Thomas Blaesi, CEO of ChipVision, provides another argument to support ESL. His viewpoint reminds us, as if it were necessary, that it is cheaper to avoid problems than to solve them. It is more efficient to design a power-aware circuit by planning and analyzing power distribution and use as early as possible in the design cycle.
"Long Term Evolution Wireless — Get Ready for Designing 1Gbit/s systems!" by CoWare's Johannes Stahl discusses a major reason for the adoption of ESL: complexity. Most people agree that today's circuits are too complex to design at the RT level. And integrating third party cores, a necessity given the development schedule required to meet market requirements, is too difficult at that level of abstraction.
Diana Marculescu's editorial contribution begins the sequence of articles from the representatives of the organizations that sponsor DAC. The article looks at the evolution of DAC and extrapolates a possible future based on the affinities of design automation techniques among various scientific application areas.

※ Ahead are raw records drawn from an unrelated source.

use dalgona::bot::leaderboard::{render, top_n};
use dalgona::bot::{BotSettings, DirectoryLookup, RawIdLookup};

mod common;

#[test]
fn ranks_richest_first_and_breaks_ties_by_id() {
    let (_tmp, store) = common::temp_ledger();
    for (id, coins) in [("dave", 5_000), ("carol", 40_000), ("bob", 40_000), ("alice", 90_000)] {
        store.update(id, |r| r.coins = coins).unwrap();
    }
    let top = top_n(&store, 3).unwrap();
    let ids: Vec<&str> = top.iter().map(|(id, _)| id.as_str()).collect();
    assert_eq!(ids, vec!["alice", "bob", "carol"]);

    let text = render(&top, &RawIdLookup).unwrap();
    assert_eq!(
        text,
        "🏆 Leaderboard\n\n1. alice — 90000 coins\n2. bob — 40000 coins\n3. carol — 40000 coins\n"
    );
}

#[test]
fn fewer_players_than_slots() {
    let (_tmp, store) = common::temp_ledger();
    store.get_or_create("solo").unwrap();
    assert_eq!(top_n(&store, 5).unwrap().len(), 1);
}

#[test]
fn empty_ledger_renders_placeholder() {
    let (_tmp, store) = common::temp_ledger();
    let text = render(&top_n(&store, 5).unwrap(), &RawIdLookup).unwrap();
    assert_eq!(text, "🏆 Leaderboard\n\nNo players yet.\n");
}

#[test]
fn leaderboard_command_uses_display_names() {
    let (_tmp, store) = common::temp_ledger();
    store.update("123", |r| r.coins = 50_000).unwrap();
    store.update("456", |r| r.coins = 20_000).unwrap();
    let lookup = DirectoryLookup::new().with("123", "Alice").with("456", "Bob");
    let mut bot = dalgona::bot::DalgonaBot::new(store, BotSettings::default(), Box::new(lookup));

    let out = bot.handle_command("123", "/leaderboard");
    let text = out.reply.text().unwrap();
    assert!(text.contains("1. Alice — 50000 coins"));
    assert!(text.contains("2. Bob — 20000 coins"));
}

#[test]
fn failed_name_lookup_fails_the_command() {
    let (_tmp, store) = common::temp_ledger();
    store.update("ghost", |r| r.coins = 1).unwrap();
    let mut bot = dalgona::bot::DalgonaBot::new(
        store,
        BotSettings::default(),
        Box::new(DirectoryLookup::new()),
    );
    assert!(bot.handle_command("ghost", "leaderboard").reply.is_error());
}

About Face Owner Nanette Sisk's "The Importance of DAC" examines the conference from the point of view of the marketing department of an EDA vendor. Various self-appointed pundits, who have never been closely associated with the conference, continue to write, aided by the fact that any one with a keyboard and a modem enjoys world wide audiences, that DAC is obsolete, that its leaders have no vision, and that the conference is on life-support systems. As the article points out, this is not true today. And it need not be true in the future, either.
In the DAC News section of the newsletter you can read about Cadence's support of DAC, the nomination criteria for the yearly Marie R. Pistilli Women in EDA Achievement Award and the opportunity to sponsor students attendance to DAC. Our industry will only strengthen by the infusion of new minds that can provide the creativity that bright new graduates can provide.